++++ Records provided ++++
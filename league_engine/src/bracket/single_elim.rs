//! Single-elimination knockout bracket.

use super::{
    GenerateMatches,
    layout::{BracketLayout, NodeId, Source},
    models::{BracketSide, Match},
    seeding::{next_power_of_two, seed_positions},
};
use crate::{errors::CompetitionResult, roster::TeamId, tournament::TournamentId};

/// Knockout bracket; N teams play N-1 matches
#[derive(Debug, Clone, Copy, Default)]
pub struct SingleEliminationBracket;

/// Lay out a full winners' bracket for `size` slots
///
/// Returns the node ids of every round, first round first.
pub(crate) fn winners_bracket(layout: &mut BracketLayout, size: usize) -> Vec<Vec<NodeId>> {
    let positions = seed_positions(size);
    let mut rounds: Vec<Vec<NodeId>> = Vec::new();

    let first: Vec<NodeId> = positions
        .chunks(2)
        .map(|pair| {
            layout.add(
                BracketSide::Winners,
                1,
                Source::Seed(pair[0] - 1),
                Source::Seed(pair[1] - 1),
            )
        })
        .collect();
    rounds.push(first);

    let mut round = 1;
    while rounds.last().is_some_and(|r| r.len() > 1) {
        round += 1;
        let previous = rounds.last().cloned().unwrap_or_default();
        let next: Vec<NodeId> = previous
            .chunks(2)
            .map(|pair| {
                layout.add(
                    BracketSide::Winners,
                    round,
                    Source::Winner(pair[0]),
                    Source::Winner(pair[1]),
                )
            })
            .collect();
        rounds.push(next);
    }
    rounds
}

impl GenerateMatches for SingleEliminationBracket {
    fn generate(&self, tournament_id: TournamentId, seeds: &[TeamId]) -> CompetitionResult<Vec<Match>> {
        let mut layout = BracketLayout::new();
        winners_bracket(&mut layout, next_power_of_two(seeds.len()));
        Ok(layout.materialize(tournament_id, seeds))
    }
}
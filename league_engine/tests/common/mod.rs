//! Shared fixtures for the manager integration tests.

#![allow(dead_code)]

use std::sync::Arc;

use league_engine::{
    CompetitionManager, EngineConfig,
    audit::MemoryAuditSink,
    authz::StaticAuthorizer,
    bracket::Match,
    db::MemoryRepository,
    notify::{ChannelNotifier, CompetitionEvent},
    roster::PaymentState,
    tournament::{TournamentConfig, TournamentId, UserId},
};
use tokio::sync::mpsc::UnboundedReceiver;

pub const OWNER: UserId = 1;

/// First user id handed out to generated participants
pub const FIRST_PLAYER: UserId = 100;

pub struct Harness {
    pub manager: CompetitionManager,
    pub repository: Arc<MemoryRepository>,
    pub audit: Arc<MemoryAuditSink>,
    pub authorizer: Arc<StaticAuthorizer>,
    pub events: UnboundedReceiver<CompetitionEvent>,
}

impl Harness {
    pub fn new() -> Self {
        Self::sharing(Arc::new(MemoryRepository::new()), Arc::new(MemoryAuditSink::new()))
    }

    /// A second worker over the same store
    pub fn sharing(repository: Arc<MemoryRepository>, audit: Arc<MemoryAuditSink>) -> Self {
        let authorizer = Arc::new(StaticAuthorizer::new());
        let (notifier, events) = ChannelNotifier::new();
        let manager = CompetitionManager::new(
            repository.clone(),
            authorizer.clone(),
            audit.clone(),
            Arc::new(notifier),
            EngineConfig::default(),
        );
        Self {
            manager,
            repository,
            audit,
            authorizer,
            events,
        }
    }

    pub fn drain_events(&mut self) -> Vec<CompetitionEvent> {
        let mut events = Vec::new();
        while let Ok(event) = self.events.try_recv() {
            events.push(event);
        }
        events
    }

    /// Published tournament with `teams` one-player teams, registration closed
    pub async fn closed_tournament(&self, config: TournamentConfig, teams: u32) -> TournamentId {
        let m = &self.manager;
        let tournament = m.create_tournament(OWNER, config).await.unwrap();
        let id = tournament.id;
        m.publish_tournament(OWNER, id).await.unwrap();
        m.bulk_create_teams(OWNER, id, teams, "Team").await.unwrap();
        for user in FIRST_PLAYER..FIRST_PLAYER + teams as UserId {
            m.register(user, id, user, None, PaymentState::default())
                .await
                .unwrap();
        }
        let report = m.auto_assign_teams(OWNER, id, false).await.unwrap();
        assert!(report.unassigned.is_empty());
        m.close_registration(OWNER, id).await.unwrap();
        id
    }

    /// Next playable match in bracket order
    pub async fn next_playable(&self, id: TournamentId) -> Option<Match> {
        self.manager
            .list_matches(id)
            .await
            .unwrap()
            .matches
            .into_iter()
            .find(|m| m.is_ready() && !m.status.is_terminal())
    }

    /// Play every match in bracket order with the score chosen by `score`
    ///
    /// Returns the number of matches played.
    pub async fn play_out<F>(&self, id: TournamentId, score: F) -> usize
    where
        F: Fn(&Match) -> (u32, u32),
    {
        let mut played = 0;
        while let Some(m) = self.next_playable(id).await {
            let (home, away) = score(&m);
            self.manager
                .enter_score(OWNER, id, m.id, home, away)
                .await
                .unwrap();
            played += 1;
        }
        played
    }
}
++++
* What you should do: Reproduce precisely, and with no line left out, each line from the top of the entries through the line that carries "first round first.".

* Exercise output:
filename league_engine/src/bracket/single_elim.rs
//! Single-elimination knockout bracket.

use super::{
    GenerateMatches,
    layout::{BracketLayout, NodeId, Source},
    models::{BracketSide, Match},
    seeding::{next_power_of_two, seed_positions},
};
use crate::{errors::CompetitionResult, roster::TeamId, tournament::TournamentId};

/// Knockout bracket; N teams play N-1 matches
#[derive(Debug, Clone, Copy, Default)]
pub struct SingleEliminationBracket;

/// Lay out a full winners' bracket for `size` slots
///
/// Returns the node ids of every round, first round first.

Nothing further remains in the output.